Answer:
150 daisies and 66 roses.
Step-by-step explanation:
To carry out the exercise, you have to propose equations with the requirements of Martha, a garden of 400 square feet and not spend more than $ 500. Let X be the number of daisies and Y the number of roses. We have left that:
2 * X + 1.5 * Y = 400 (1)
2 * X + 3 * Y = 500 (2)
We have two equations with two unknowns, therefore we proceed to solve. If we subtract (1) in (2) we have:
2 * X + 3 * Y - 2 * X - 1.5 * Y = 500 - 400, rearranging we have:
1.5 * Y = 100
Y = 100 / 1.5 = 66.7, it would be approximately 66 roses.
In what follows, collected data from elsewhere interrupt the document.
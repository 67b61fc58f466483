//! Container-facing adapters: publishing service implementations and
//! invoking remote ones.

use crate::error::{Error, Result};
use crate::handler::{ServiceDefinition, ServiceRegistry};
use crate::protocol::{Request, Value};
use crate::transport::client::RpcClient;
use crate::transport::server::RpcServer;
use sparrow_discovery::{ServiceDiscovery, ServiceName};
use std::net::SocketAddr;
use std::sync::Arc;
use std::time::Duration;
use tracing::{info, instrument, warn};

/// Identity of a service implementation: group, version and interface.
#[derive(Clone, Debug, PartialEq, Eq)]
pub struct ServiceConfig {
    group: String,
    version: String,
    interface: String,
}

impl ServiceConfig {
    /// Create a config for `interface` with an empty group and version.
    pub fn new(interface: impl Into<String>) -> Self {
        Self {
            group: String::new(),
            version: String::new(),
            interface: interface.into(),
        }
    }

    /// Set the group.
    #[must_use]
    pub fn group(mut self, group: impl Into<String>) -> Self {
        self.group = group.into();
        self
    }

    /// Set the version.
    #[must_use]
    pub fn version(mut self, version: impl Into<String>) -> Self {
        self.version = version.into();
        self
    }

    /// The interface name.
    #[must_use]
    pub fn interface(&self) -> &str {
        &self.interface
    }

    /// The logical name the service is published and looked up under.
    #[must_use]
    pub fn service_name(&self) -> ServiceName {
        ServiceName::new(&self.group, &self.version, &self.interface)
    }
}

/// Publishes service implementations on a server and in discovery.
pub struct ServiceProvider<D> {
    discovery: Arc<D>,
    registry: ServiceRegistry,
    address: SocketAddr,
    published: parking_lot::Mutex<Vec<ServiceName>>,
}

impl<D: ServiceDiscovery> ServiceProvider<D> {
    /// Create a provider installing methods into `registry` and advertising
    /// `address`.
    pub fn new(discovery: Arc<D>, registry: ServiceRegistry, address: SocketAddr) -> Self {
        Self {
            discovery,
            registry,
            address,
            published: parking_lot::Mutex::new(Vec::new()),
        }
    }

    /// Create a provider for a started server dispatching through a
    /// [`ServiceRegistry`].
    ///
    /// # Errors
    ///
    /// Returns [`Error::Config`] if the server has not been started.
    pub fn for_server(discovery: Arc<D>, server: &RpcServer<ServiceRegistry>) -> Result<Self> {
        let address = server
            .advertised_addr()
            .ok_or_else(|| Error::Config("server not started".to_string()))?;
        Ok(Self::new(
            discovery,
            ServiceRegistry::clone(server.handler()),
            address,
        ))
    }

    /// The address registered with discovery.
    #[must_use]
    pub const fn address(&self) -> SocketAddr {
        self.address
    }

    /// Install `definition` and register this provider's address for it.
    ///
    /// # Errors
    ///
    /// - [`Error::AlreadyPublished`] if the name is already published here
    /// - [`Error::ServiceUnavailable`] if discovery rejects the
    ///   registration; the methods are removed again
    #[instrument(skip(self, definition), fields(service = %config.service_name()))]
    pub async fn publish_service(
        &self,
        config: &ServiceConfig,
        definition: ServiceDefinition,
    ) -> Result<()> {
        let service = config.service_name();
        self.registry
            .register_service(service.clone(), definition)?;

        if let Err(e) = self.discovery.register(&service, self.address).await {
            self.registry.unregister_service(&service);
            return Err(Error::ServiceUnavailable {
                service: service.to_string(),
                reason: e.to_string(),
            });
        }

        info!("published {} at {}", service, self.address);
        self.published.lock().push(service);
        Ok(())
    }

    /// Withdraw one published service. Returns whether it was published.
    ///
    /// # Errors
    ///
    /// Returns [`Error::ServiceUnavailable`] if discovery fails to
    /// unregister; the methods are removed regardless.
    pub async fn unpublish_service(&self, config: &ServiceConfig) -> Result<bool> {
        let service = config.service_name();
        let was_published = {
            let mut published = self.published.lock();
            let before = published.len();
            published.retain(|s| s != &service);
            published.len() != before
        };
        if !was_published {
            return Ok(false);
        }

        self.withdraw(&service).await?;
        Ok(true)
    }

    /// Withdraw every published service.
    ///
    /// # Errors
    ///
    /// Returns the last discovery failure; every service is attempted.
    pub async fn unpublish_all(&self) -> Result<()> {
        let services = std::mem::take(&mut *self.published.lock());
        let mut result = Ok(());
        for service in &services {
            if let Err(e) = self.withdraw(service).await {
                warn!("failed to unpublish {}: {}", service, e);
                result = Err(e);
            }
        }
        result
    }

    /// Names currently published by this provider.
    #[must_use]
    pub fn published(&self) -> Vec<ServiceName> {
        self.published.lock().clone()
    }

    async fn withdraw(&self, service: &ServiceName) -> Result<()> {
        self.registry.unregister_service(service);
        self.discovery
            .unregister(service, self.address)
            .await
            .map_err(|e| Error::ServiceUnavailable {
                service: service.to_string(),
                reason: e.to_string(),
            })?;
        info!("unpublished {} at {}", service, self.address);
        Ok(())
    }
}

/// Caller-side handle to a remote service.
pub struct ServiceReference<D> {
    client: Arc<RpcClient<D>>,
    service: ServiceName,
    timeout: Duration,
}

impl<D: ServiceDiscovery> ServiceReference<D> {
    /// Bind `config` to `client`, using the client's default timeout.
    pub fn new(client: Arc<RpcClient<D>>, config: &ServiceConfig) -> Self {
        let timeout = client.config().default_timeout;
        Self {
            client,
            service: config.service_name(),
            timeout,
        }
    }

    /// Override the call timeout.
    #[must_use]
    pub const fn with_timeout(mut self, timeout: Duration) -> Self {
        self.timeout = timeout;
        self
    }

    /// The referenced service.
    #[must_use]
    pub const fn service(&self) -> &ServiceName {
        &self.service
    }

    /// Call `method` remotely and return its result.
    ///
    /// # Errors
    ///
    /// Returns [`Error::RemoteFailure`] if the remote side answered FAIL,
    /// or any transport error from [`RpcClient::call`].
    pub async fn invoke(&self, method: &str, parameters: Vec<Value>) -> Result<Value> {
        let request = Request::new(self.service.clone(), method, parameters);
        self.client.call(request, self.timeout).await?.into_result()
    }
}
//! In-memory (single process) implementation of service discovery for tests
//! and local development.
#![warn(missing_docs)]
#![warn(clippy::all)]
#![warn(clippy::pedantic)]
#![warn(clippy::nursery)]

mod error;

pub use error::Error;

use std::collections::HashMap;
use std::net::SocketAddr;
use std::sync::Arc;
use std::sync::atomic::{AtomicUsize, Ordering};

use async_trait::async_trait;
use parking_lot::RwLock;
use sparrow_discovery::{ServiceDiscovery, ServiceName};
use tracing::debug;

/// In-memory service registry.
///
/// Clones share the same registrations. Lookups rotate round-robin over the
/// providers of a name.
#[derive(Clone, Debug, Default)]
pub struct MemoryServiceDiscovery {
    providers: Arc<RwLock<HashMap<ServiceName, Vec<SocketAddr>>>>,
    cursor: Arc<AtomicUsize>,
}

impl MemoryServiceDiscovery {
    /// Creates a new, empty `MemoryServiceDiscovery`.
    #[must_use]
    pub fn new() -> Self {
        Self::default()
    }

    /// Returns every provider currently registered for `service`.
    #[must_use]
    pub fn providers(&self, service: &ServiceName) -> Vec<SocketAddr> {
        self.providers
            .read()
            .get(service)
            .cloned()
            .unwrap_or_default()
    }
}

#[async_trait]
impl ServiceDiscovery for MemoryServiceDiscovery {
    type Error = Error;

    async fn register(&self, service: &ServiceName, address: SocketAddr) -> Result<(), Error> {
        let mut providers = self.providers.write();
        let addresses = providers.entry(service.clone()).or_default();

        if !addresses.contains(&address) {
            addresses.push(address);
            debug!("registered {} at {}", service, address);
        }

        Ok(())
    }

    async fn unregister(&self, service: &ServiceName, address: SocketAddr) -> Result<(), Error> {
        let mut providers = self.providers.write();

        if let Some(addresses) = providers.get_mut(service) {
            addresses.retain(|a| *a != address);
            if addresses.is_empty() {
                providers.remove(service);
            }
            debug!("unregistered {} at {}", service, address);
        }

        Ok(())
    }

    async fn lookup(&self, service: &ServiceName) -> Result<SocketAddr, Error> {
        let providers = self.providers.read();

        match providers.get(service) {
            Some(addresses) if !addresses.is_empty() => {
                let index = self.cursor.fetch_add(1, Ordering::Relaxed) % addresses.len();
                Ok(addresses[index])
            }
            _ => Err(Error::NoProvider(service.clone())),
        }
    }
}
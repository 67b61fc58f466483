//! Error types for the RPC engine.

use std::io;
use std::net::SocketAddr;
use std::time::Duration;

use thiserror::Error;

/// Result type alias for RPC operations.
pub type Result<T> = std::result::Result<T, Error>;

/// Main error type for RPC operations.
///
/// Every failure a caller can observe is one of these kinds; raw I/O errors
/// are folded into [`ConnectionError`].
#[derive(Debug, Error)]
pub enum Error {
    /// Malformed or foreign frame. The connection it arrived on is dropped.
    #[error("Protocol violation: {0}")]
    ProtocolViolation(#[from] ProtocolError),

    /// Connection could not be established, or died while in use.
    #[error("Connection error: {0}")]
    Connection(#[from] ConnectionError),

    /// The connection was closed or not writable when the request was sent.
    #[error("Send failed: {0}")]
    SendFailed(String),

    /// No response arrived within the caller's deadline.
    #[error("Operation timed out after {0:?}")]
    Timeout(Duration),

    /// Discovery found no provider for the service.
    #[error("Service {service} unavailable: {reason}")]
    ServiceUnavailable {
        /// The service that was looked up.
        service: String,
        /// Why the lookup failed.
        reason: String,
    },

    /// The remote handler answered with a FAIL response.
    #[error("Remote failure: {0}")]
    RemoteFailure(String),

    /// Codec errors during serialization/deserialization.
    #[error("Codec error: {0}")]
    Codec(#[from] CodecError),

    /// Handler errors from the server side.
    #[error("Handler error: {0}")]
    Handler(#[from] HandlerError),

    /// A service with this name is already published on this server.
    #[error("Service already published: {0}")]
    AlreadyPublished(String),

    /// Invalid configuration.
    #[error("Configuration error: {0}")]
    Config(String),
}

impl From<io::Error> for Error {
    fn from(err: io::Error) -> Self {
        Self::Connection(ConnectionError::Io(err))
    }
}

/// Connection-specific errors.
#[derive(Debug, Error)]
pub enum ConnectionError {
    /// Failed to establish connection.
    #[error("Failed to connect to {addr}: {source}")]
    ConnectFailed {
        /// The address we tried to connect to.
        addr: SocketAddr,
        /// The underlying error.
        #[source]
        source: io::Error,
    },

    /// Connecting took longer than the configured timeout.
    #[error("Connecting to {addr} timed out after {timeout:?}")]
    ConnectTimeout {
        /// The address we tried to connect to.
        addr: SocketAddr,
        /// The configured connect timeout.
        timeout: Duration,
    },

    /// Connection closed while calls were outstanding on it.
    #[error("Connection closed unexpectedly")]
    Closed,

    /// I/O failure on an established connection.
    #[error("I/O error: {0}")]
    Io(#[source] io::Error),

    /// The pool or server is shutting down.
    #[error("Connection is shutting down")]
    ShuttingDown,
}

/// Protocol-level errors.
#[derive(Debug, Error)]
pub enum ProtocolError {
    /// The stream does not start with the protocol magic.
    #[error("Bad magic: expected {expected:02x?}, got {actual:02x?}")]
    BadMagic {
        /// The protocol magic.
        expected: [u8; 4],
        /// The bytes found instead.
        actual: [u8; 4],
    },

    /// Protocol version this build does not speak.
    #[error("Unsupported protocol version {0}")]
    UnsupportedVersion(u8),

    /// Unknown message type byte.
    #[error("Unknown message type: {0:#x}")]
    UnknownMessageType(u8),

    /// Frame too large.
    #[error("Frame size {size} exceeds maximum {max}")]
    FrameTooLarge {
        /// Size of the frame.
        size: usize,
        /// Maximum allowed size.
        max: usize,
    },

    /// Payload does not match the declared message type.
    #[error("Invalid {message_type} payload: {reason}")]
    InvalidPayload {
        /// The declared message type.
        message_type: &'static str,
        /// What went wrong.
        reason: String,
    },
}

/// Codec-related errors.
#[derive(Debug, Error)]
pub enum CodecError {
    /// Serialization failed.
    #[error("Failed to serialize: {0}")]
    SerializationFailed(String),

    /// Deserialization failed.
    #[error("Failed to deserialize: {0}")]
    DeserializationFailed(String),

    /// Unsupported codec type.
    #[error("Unsupported codec: {0}")]
    UnsupportedCodec(u8),
}

/// Handler errors from server-side processing.
#[derive(Clone, Debug, Error, PartialEq, Eq)]
pub enum HandlerError {
    /// No implementation registered for the service or method.
    #[error("No handler registered for {0}")]
    NotFound(String),

    /// Handler panicked.
    #[error("Handler panicked: {0}")]
    Panicked(String),

    /// Handler returned an error.
    #[error("{0}")]
    Internal(String),
}

impl HandlerError {
    /// Convenience constructor for application-level failures.
    pub fn internal(message: impl Into<String>) -> Self {
        Self::Internal(message.into())
    }
}
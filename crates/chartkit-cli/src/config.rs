//! Dataset schema loading.
//!
//! A schema file is TOML with any subset of the [`DatasetSchema`] keys:
//!
//! ```toml
//! category_field = "Make"
//! value_field = "Cost"
//! placeholders = ["-", "n/a"]
//! ```
//!
//! Missing keys keep their defaults; unknown keys are rejected.

use std::fs;
use std::path::Path;

use anyhow::{Context, Result};
use chartkit_model::DatasetSchema;

/// Parses and validates schema TOML.
///
/// # Errors
///
/// Fails on TOML syntax errors, unknown keys and blank column names.
pub fn parse_schema(content: &str) -> Result<DatasetSchema> {
    let schema: DatasetSchema = toml::from_str(content).context("parse schema")?;
    schema.validate().context("validate schema")?;
    Ok(schema)
}

/// Loads the schema at `path`, or the built-in default when `path` is `None`.
///
/// # Errors
///
/// Fails when the file cannot be read or does not hold a valid schema.
pub fn load_schema(path: Option<&Path>) -> Result<DatasetSchema> {
    let Some(path) = path else {
        tracing::debug!("no schema file given, using defaults");
        return Ok(DatasetSchema::default());
    };
    let content = fs::read_to_string(path)
        .with_context(|| format!("read schema file {}", path.display()))?;
    let schema =
        parse_schema(&content).with_context(|| format!("load schema {}", path.display()))?;
    tracing::info!(path = %path.display(), "loaded dataset schema");
    Ok(schema)
}

#[cfg(test)]
mod tests {
    use super::*;
    use std::io::Write;
    use tempfile::NamedTempFile;

    #[test]
    fn test_default_without_path() {
        assert_eq!(load_schema(None).unwrap(), DatasetSchema::default());
    }

    #[test]
    fn test_partial_override() {
        let schema = parse_schema("category_field = \"Make\"\nplaceholders = [\"-\", \"n/a\"]\n")
            .unwrap();
        assert_eq!(schema.category_field, "Make");
        assert_eq!(schema.time_field, "Year");
        assert_eq!(schema.placeholders, vec!["-".to_string(), "n/a".to_string()]);
    }

    #[test]
    fn test_unknown_key_rejected() {
        assert!(parse_schema("colour_field = \"Colour\"\n").is_err());
    }

    #[test]
    fn test_blank_field_rejected() {
        let error = parse_schema("value_field = \"  \"\n").unwrap_err();
        assert!(format!("{error:#}").contains("validate schema"));
    }

    #[test]
    fn test_load_from_file() {
        let mut file = NamedTempFile::new().unwrap();
        writeln!(file, "secondary_fallback_field = \"Body\"").unwrap();
        let schema = load_schema(Some(file.path())).unwrap();
        assert_eq!(schema.secondary_fallback_field.as_deref(), Some("Body"));
    }

    #[test]
    fn test_missing_file() {
        let error = load_schema(Some(Path::new("/nonexistent/schema.toml"))).unwrap_err();
        assert!(error.to_string().contains("read schema file"));
    }
}
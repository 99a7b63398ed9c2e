//! Series selection: view kind in, ordered points out.

use chartkit_model::{SeriesPoint, TypedRecord, ViewKind};

use crate::error::{Result, TransformError};
use crate::views::ViewTable;

/// Computes the series for `kind` using the policy held in `table`.
///
/// Empty input yields an empty series. Each call recomputes from `records`.
///
/// # Errors
///
/// Returns [`TransformError::ViewNotConfigured`] when `table` has no entry for
/// `kind`.
pub fn select_series(
    records: &[TypedRecord],
    kind: ViewKind,
    table: &ViewTable,
) -> Result<Vec<SeriesPoint>> {
    let policy = table
        .policy(kind)
        .ok_or(TransformError::ViewNotConfigured(kind))?;
    Ok(policy.compute(records))
}

/// Computes every view in `table`, in table order.
pub fn select_all(records: &[TypedRecord], table: &ViewTable) -> Vec<(ViewKind, Vec<SeriesPoint>)> {
    table
        .iter()
        .map(|policy| (policy.kind, policy.compute(records)))
        .collect()
}
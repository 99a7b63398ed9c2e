//! chartkit CLI.

use std::io::{self, IsTerminal};

use chartkit_cli::config::load_schema;
use chartkit_cli::logging::{LogConfig, LogFormat, init_logging};
use clap::{ColorChoice, Parser};
use tracing::level_filters::LevelFilter;

mod cli;
mod commands;

use crate::cli::{Cli, Command, LogFormatArg, LogLevelArg};
use crate::commands::{run_chart, run_describe, run_views};

fn main() {
    let cli = Cli::parse();
    cli.color.write_global();
    let log_config = log_config_from_cli(&cli);
    if let Err(error) = init_logging(&log_config) {
        eprintln!("error: failed to initialize logging: {error}");
        std::process::exit(1);
    }
    let exit_code = match run(&cli) {
        Ok(()) => 0,
        Err(error) => {
            eprintln!("error: {error:#}");
            1
        }
    };
    std::process::exit(exit_code);
}

fn run(cli: &Cli) -> anyhow::Result<()> {
    let schema = load_schema(cli.schema.as_deref())?;
    match &cli.command {
        Command::Views => run_views(&schema),
        Command::Chart(args) => run_chart(args, &schema),
        Command::Describe(args) => run_describe(args),
    }
}

/// Build logging configuration from CLI flags with consistent precedence.
fn log_config_from_cli(cli: &Cli) -> LogConfig {
    let mut config = LogConfig {
        level_filter: cli.verbosity.tracing_level_filter(),
        ..LogConfig::default()
    };
    config.use_env_filter = !(cli.verbosity.is_present() || cli.log_level.is_some());
    if let Some(level) = cli.log_level {
        config.level_filter = match level {
            LogLevelArg::Error => LevelFilter::ERROR,
            LogLevelArg::Warn => LevelFilter::WARN,
            LogLevelArg::Info => LevelFilter::INFO,
            LogLevelArg::Debug => LevelFilter::DEBUG,
            LogLevelArg::Trace => LevelFilter::TRACE,
        };
    }
    config.format = match cli.log_format {
        LogFormatArg::Pretty => LogFormat::Pretty,
        LogFormatArg::Compact => LogFormat::Compact,
        LogFormatArg::Json => LogFormat::Json,
    };
    let with_ansi = match cli.color.color {
        ColorChoice::Always => true,
        ColorChoice::Never => false,
        ColorChoice::Auto => cli.log_file.is_none() && io::stderr().is_terminal(),
    };
    config
        .with_log_file(cli.log_file.clone())
        .with_ansi(with_ansi)
}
Replacing the value of Y now in (1) we have:
2 * X + 1.5 * 66.7 = 400
2 * X + 99.9 = 400
X = (400-99.9) / 2 = 150.05, would be approximately 150 daisies.
We replace in (1) and (2) to check:
2 * 150 + 1.5 * 66 = 399, is the maximum we can spend because one more flower would be spent.
2 * 150 + 3 * 66 = 498, is the maximum we can spend because one more flower would be spent.
Therefore it meets Martha's requirements for his garden, 150 daisies and 66 roses.